**EXERCISE PROMPT**
The lines below that include "than" are to be found and copied.
^^^^^^^^^^^^^^^^
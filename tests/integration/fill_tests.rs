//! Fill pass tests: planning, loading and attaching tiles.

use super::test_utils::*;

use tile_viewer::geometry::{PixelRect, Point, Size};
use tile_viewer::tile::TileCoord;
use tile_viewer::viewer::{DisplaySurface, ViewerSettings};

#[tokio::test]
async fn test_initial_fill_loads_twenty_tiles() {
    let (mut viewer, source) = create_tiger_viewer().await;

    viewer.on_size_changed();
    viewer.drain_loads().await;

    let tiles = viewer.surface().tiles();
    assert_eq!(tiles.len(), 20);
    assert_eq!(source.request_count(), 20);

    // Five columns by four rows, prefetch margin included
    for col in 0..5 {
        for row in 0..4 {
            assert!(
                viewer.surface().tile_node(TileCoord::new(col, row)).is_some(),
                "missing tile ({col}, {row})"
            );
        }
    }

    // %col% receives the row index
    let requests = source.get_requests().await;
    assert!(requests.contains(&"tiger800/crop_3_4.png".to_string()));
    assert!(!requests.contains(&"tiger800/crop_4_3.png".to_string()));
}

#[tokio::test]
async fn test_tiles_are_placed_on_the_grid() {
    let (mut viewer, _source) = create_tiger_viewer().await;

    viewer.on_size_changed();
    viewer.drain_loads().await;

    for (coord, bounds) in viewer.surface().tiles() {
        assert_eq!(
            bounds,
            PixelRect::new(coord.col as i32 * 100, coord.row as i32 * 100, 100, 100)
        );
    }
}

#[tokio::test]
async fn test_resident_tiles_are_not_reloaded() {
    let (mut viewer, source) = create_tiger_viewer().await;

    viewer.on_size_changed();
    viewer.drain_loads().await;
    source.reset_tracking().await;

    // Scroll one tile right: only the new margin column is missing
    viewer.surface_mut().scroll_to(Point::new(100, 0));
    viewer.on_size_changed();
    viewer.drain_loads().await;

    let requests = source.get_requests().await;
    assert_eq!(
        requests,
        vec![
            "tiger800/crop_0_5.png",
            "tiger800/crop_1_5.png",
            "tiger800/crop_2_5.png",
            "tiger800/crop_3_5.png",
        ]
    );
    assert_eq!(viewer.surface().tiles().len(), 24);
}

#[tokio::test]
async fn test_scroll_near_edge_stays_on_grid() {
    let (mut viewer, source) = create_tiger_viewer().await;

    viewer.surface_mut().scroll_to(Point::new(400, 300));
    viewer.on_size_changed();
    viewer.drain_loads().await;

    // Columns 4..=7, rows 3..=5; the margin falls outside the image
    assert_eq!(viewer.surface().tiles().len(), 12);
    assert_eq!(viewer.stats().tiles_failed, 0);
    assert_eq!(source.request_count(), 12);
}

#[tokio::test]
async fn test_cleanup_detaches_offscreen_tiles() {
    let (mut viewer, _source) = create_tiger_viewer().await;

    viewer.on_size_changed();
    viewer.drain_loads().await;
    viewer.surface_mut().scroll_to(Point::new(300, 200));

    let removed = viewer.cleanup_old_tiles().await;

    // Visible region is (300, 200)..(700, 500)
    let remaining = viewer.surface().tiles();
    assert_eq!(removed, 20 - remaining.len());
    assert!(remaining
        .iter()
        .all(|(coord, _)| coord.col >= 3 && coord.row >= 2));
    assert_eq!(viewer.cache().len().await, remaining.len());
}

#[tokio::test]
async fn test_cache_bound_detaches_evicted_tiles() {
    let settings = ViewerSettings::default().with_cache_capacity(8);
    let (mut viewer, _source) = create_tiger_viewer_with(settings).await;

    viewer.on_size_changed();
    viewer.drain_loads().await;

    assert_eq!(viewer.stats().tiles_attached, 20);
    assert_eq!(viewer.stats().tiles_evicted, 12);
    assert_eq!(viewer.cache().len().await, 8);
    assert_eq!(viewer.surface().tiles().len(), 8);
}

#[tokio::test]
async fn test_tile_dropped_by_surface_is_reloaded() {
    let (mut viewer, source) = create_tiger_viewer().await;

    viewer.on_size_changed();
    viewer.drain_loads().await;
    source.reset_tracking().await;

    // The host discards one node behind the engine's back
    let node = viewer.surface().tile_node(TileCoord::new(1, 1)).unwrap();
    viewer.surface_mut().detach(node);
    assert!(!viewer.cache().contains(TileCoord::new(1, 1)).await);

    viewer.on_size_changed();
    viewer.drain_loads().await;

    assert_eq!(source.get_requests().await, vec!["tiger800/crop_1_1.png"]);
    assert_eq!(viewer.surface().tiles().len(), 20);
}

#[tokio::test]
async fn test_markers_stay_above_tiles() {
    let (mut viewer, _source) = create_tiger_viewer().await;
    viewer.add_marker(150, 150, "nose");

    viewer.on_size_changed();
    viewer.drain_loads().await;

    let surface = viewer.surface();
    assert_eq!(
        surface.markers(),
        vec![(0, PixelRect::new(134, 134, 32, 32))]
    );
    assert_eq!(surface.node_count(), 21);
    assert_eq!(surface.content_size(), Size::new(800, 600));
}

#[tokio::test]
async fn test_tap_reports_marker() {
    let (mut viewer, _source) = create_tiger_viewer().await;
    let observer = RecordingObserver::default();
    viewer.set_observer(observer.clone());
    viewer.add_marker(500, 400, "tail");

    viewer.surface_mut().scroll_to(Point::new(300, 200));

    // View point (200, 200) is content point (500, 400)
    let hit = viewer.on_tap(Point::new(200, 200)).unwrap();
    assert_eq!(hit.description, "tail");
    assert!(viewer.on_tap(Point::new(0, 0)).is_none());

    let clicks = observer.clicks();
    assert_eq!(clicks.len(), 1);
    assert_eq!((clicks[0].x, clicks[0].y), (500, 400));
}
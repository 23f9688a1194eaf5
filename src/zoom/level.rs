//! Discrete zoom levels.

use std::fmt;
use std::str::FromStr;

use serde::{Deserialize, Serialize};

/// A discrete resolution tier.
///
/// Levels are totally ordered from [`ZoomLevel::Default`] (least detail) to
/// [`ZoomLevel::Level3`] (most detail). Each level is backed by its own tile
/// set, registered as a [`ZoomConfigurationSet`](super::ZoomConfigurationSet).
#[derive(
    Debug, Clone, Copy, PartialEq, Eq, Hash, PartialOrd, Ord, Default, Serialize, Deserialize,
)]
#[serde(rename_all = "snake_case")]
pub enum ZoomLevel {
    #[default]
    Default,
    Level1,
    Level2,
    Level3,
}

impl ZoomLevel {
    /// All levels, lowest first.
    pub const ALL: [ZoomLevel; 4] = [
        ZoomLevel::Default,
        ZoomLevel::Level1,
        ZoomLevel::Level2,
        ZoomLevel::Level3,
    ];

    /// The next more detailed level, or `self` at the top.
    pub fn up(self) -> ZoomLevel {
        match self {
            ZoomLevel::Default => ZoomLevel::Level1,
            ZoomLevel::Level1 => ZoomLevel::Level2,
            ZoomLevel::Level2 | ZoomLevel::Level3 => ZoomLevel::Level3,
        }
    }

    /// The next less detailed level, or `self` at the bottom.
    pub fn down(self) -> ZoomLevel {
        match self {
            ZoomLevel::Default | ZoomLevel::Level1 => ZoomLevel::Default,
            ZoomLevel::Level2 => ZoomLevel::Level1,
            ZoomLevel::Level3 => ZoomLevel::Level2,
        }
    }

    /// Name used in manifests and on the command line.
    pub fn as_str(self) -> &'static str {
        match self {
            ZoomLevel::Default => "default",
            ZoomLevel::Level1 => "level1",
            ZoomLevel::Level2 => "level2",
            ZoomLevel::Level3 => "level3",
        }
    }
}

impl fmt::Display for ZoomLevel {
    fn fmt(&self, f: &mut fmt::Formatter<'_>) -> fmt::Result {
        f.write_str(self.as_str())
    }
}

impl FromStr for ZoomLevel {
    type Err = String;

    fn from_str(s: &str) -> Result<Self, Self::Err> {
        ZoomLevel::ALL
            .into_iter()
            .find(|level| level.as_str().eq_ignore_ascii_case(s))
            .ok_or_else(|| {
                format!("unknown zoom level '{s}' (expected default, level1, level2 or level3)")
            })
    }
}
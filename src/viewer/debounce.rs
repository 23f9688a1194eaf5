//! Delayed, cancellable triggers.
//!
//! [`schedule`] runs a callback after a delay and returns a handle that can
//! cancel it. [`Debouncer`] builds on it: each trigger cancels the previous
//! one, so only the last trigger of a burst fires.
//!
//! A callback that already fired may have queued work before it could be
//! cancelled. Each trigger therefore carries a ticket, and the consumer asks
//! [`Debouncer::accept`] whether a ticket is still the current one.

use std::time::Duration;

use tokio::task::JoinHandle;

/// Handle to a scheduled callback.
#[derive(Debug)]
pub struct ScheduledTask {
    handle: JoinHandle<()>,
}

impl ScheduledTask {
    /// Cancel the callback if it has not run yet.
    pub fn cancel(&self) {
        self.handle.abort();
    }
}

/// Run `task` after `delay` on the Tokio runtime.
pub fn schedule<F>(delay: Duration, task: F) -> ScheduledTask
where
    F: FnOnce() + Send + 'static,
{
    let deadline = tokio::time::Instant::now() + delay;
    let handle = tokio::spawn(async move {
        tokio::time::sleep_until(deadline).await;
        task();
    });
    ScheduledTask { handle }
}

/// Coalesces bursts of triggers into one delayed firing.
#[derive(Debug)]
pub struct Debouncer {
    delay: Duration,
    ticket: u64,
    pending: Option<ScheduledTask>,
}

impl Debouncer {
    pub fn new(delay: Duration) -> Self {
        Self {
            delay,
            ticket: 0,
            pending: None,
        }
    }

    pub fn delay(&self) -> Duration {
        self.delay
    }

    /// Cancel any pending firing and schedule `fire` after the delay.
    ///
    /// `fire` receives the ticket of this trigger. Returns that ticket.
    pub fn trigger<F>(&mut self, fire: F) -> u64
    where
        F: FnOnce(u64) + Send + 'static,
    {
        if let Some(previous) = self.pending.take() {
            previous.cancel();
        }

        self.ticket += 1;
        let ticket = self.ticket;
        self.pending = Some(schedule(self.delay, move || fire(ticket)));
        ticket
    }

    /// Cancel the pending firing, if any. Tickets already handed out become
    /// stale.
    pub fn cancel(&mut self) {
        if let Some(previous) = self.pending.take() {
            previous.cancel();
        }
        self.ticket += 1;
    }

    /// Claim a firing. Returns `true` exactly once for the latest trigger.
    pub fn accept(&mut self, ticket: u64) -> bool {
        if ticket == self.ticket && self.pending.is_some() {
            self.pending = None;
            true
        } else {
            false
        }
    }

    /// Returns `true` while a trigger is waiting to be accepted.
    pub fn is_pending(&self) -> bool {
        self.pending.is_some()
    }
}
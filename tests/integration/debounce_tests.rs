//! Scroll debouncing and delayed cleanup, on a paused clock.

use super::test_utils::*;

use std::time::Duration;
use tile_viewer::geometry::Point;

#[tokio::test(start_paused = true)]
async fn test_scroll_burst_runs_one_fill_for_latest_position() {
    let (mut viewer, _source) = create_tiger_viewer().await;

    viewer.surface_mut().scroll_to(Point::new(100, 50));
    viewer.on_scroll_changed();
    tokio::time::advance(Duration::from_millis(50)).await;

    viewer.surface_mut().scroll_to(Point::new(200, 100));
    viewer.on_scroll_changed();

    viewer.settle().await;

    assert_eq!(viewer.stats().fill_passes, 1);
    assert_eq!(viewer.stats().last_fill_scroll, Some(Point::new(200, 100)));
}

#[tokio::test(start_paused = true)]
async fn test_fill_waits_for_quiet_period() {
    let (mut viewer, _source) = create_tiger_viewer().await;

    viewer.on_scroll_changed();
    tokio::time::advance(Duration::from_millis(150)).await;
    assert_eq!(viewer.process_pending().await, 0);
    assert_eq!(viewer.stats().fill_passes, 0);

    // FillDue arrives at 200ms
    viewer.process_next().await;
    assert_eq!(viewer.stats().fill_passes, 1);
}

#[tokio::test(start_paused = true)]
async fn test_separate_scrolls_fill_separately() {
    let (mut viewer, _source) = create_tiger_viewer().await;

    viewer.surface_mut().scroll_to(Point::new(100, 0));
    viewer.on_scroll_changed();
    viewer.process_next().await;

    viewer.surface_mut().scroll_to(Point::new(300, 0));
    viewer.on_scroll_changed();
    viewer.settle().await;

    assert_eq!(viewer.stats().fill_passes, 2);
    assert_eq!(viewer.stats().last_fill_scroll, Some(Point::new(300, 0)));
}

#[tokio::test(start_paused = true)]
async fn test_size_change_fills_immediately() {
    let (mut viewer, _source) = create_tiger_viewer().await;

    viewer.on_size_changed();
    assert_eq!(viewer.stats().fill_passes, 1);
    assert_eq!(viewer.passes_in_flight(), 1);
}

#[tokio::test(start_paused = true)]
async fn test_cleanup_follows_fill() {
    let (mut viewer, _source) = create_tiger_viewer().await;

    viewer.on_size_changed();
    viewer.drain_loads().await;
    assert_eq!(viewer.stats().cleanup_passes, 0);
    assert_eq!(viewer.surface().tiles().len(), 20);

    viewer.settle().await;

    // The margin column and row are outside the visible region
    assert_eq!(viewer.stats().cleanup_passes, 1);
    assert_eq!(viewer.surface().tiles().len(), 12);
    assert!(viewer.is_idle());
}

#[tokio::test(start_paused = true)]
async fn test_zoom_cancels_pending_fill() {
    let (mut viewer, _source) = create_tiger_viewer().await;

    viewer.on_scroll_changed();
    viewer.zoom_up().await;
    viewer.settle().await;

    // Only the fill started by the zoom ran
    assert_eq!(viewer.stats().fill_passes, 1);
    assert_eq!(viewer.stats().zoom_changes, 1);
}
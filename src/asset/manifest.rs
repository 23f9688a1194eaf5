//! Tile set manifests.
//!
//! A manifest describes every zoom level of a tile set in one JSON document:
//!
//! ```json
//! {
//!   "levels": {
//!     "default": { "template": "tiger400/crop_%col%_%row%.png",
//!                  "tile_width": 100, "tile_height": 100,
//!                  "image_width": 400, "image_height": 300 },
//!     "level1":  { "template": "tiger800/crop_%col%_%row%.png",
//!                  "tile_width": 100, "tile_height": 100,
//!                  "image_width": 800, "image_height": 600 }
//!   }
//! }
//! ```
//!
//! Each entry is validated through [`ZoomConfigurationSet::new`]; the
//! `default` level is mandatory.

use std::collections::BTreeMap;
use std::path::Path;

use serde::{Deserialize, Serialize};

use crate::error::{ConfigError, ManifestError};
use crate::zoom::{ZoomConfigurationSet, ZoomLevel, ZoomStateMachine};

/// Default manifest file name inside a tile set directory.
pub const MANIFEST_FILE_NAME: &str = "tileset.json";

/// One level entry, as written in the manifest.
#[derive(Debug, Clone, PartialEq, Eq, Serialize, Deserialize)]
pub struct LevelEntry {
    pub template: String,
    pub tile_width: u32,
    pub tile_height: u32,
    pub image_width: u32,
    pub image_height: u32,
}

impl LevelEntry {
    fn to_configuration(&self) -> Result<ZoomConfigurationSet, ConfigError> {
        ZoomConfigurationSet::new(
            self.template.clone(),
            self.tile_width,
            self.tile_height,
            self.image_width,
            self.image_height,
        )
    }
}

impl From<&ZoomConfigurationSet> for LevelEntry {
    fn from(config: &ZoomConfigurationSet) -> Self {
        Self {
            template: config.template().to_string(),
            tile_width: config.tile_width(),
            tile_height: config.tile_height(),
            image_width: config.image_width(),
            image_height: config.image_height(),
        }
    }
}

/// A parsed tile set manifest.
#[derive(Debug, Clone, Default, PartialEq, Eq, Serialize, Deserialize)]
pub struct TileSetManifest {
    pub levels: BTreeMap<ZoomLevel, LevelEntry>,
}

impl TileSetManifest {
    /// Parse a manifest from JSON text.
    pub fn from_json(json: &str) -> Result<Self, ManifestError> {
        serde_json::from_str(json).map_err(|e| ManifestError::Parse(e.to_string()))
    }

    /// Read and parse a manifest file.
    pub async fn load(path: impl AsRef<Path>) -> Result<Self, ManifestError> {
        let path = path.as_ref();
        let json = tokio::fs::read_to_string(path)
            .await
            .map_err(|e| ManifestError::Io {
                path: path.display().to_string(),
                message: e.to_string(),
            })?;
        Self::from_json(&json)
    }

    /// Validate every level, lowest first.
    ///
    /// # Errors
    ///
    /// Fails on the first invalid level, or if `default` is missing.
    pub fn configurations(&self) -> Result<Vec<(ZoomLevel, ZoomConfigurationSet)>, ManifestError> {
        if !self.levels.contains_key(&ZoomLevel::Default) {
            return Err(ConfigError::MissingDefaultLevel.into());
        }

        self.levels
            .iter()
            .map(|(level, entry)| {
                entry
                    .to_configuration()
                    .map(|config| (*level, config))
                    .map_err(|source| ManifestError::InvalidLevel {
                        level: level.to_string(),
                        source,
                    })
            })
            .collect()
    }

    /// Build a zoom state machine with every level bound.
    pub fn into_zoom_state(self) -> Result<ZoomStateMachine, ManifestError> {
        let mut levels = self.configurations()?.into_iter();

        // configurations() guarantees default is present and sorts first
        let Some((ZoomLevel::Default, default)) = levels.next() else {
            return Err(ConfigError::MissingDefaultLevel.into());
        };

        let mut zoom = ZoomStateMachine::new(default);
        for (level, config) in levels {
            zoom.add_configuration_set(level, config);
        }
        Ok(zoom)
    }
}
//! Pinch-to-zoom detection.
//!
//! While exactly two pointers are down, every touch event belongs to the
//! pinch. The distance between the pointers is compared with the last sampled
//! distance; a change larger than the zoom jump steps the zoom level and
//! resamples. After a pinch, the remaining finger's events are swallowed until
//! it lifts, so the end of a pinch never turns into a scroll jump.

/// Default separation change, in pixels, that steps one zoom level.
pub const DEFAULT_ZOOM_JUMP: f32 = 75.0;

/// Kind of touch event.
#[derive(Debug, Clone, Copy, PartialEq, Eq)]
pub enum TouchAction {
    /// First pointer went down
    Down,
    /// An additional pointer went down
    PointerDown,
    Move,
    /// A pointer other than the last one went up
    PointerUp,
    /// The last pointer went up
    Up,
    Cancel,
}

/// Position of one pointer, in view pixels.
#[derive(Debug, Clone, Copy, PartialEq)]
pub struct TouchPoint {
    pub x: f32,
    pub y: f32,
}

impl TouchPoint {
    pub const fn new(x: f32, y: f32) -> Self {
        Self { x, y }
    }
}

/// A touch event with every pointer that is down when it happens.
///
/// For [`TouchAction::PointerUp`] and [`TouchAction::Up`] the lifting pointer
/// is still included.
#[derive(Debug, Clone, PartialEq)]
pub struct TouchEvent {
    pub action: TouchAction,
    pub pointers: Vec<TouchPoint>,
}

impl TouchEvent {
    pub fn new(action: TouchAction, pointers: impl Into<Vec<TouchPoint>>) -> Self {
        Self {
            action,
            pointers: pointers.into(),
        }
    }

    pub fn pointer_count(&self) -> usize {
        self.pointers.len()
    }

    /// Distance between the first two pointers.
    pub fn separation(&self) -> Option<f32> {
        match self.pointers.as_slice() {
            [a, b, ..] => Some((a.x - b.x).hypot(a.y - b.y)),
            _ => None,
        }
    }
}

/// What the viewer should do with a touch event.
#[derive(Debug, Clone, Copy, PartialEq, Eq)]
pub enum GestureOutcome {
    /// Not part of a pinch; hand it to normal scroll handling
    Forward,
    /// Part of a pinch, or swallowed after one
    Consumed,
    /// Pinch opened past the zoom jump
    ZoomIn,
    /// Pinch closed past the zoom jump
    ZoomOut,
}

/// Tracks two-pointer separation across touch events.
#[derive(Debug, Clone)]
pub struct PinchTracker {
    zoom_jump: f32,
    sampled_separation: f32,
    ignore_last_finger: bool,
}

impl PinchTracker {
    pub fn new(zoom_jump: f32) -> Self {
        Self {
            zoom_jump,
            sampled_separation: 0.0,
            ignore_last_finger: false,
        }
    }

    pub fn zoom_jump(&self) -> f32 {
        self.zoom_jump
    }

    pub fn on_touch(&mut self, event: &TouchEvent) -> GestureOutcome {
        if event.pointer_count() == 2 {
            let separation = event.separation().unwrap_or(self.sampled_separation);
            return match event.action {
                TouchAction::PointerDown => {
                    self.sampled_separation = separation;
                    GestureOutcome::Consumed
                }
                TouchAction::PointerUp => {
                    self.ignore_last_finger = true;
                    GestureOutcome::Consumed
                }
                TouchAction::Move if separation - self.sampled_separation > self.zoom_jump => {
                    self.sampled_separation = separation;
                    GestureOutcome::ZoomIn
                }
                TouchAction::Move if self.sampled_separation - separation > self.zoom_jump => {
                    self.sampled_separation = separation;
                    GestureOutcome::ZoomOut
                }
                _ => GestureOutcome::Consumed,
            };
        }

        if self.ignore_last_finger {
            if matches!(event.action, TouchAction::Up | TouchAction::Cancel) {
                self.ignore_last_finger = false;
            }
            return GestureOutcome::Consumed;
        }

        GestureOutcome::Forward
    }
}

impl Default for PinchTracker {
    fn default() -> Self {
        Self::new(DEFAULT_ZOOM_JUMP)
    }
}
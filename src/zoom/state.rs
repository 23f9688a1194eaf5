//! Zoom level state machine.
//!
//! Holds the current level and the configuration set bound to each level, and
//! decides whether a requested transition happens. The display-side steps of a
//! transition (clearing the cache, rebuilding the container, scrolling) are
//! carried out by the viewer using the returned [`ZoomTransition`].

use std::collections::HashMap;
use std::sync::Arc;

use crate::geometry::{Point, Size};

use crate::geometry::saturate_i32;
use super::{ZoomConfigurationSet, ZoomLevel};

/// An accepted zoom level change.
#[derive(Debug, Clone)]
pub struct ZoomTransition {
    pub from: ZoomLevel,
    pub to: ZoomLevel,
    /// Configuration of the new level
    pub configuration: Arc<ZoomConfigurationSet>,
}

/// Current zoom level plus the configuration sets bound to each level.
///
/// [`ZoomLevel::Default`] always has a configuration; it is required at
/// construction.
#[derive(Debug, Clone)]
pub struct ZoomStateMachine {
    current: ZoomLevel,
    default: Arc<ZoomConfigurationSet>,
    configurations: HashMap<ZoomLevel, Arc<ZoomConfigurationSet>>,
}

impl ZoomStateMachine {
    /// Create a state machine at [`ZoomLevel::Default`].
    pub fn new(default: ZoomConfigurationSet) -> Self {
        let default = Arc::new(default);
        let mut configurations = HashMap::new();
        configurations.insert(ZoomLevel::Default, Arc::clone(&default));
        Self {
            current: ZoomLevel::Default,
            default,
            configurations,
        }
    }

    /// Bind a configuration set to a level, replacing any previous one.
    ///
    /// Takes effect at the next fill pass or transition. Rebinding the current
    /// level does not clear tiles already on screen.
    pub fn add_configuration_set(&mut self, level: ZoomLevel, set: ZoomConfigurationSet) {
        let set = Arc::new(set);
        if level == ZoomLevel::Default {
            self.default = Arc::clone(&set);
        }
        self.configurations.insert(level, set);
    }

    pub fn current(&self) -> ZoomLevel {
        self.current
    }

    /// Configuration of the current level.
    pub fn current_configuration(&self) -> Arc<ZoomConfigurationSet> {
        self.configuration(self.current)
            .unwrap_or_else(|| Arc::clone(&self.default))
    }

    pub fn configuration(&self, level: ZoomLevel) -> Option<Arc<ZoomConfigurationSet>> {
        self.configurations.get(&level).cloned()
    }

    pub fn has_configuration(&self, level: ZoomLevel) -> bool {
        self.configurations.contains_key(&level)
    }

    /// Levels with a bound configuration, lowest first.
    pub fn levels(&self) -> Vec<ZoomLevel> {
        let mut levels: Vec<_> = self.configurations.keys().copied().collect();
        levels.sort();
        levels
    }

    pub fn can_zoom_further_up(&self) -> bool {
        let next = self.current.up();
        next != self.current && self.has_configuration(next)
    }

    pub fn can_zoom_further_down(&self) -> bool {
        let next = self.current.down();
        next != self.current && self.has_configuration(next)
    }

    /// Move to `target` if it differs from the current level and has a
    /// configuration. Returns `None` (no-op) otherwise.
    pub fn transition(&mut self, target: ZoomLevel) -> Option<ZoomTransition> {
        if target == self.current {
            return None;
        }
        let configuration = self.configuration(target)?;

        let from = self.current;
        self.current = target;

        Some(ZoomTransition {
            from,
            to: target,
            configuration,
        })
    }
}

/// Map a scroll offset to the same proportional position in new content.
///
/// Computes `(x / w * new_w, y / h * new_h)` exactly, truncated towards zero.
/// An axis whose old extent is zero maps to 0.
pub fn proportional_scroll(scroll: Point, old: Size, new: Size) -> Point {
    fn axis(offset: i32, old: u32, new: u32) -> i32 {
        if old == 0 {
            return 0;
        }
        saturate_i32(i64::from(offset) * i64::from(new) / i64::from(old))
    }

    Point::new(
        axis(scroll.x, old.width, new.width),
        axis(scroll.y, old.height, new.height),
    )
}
^^^^^^^^^^^^^^^^
**EXERCISE SOLUTION**
//! distance; a change larger than the zoom jump steps the zoom level and
    /// A pointer other than the last one went up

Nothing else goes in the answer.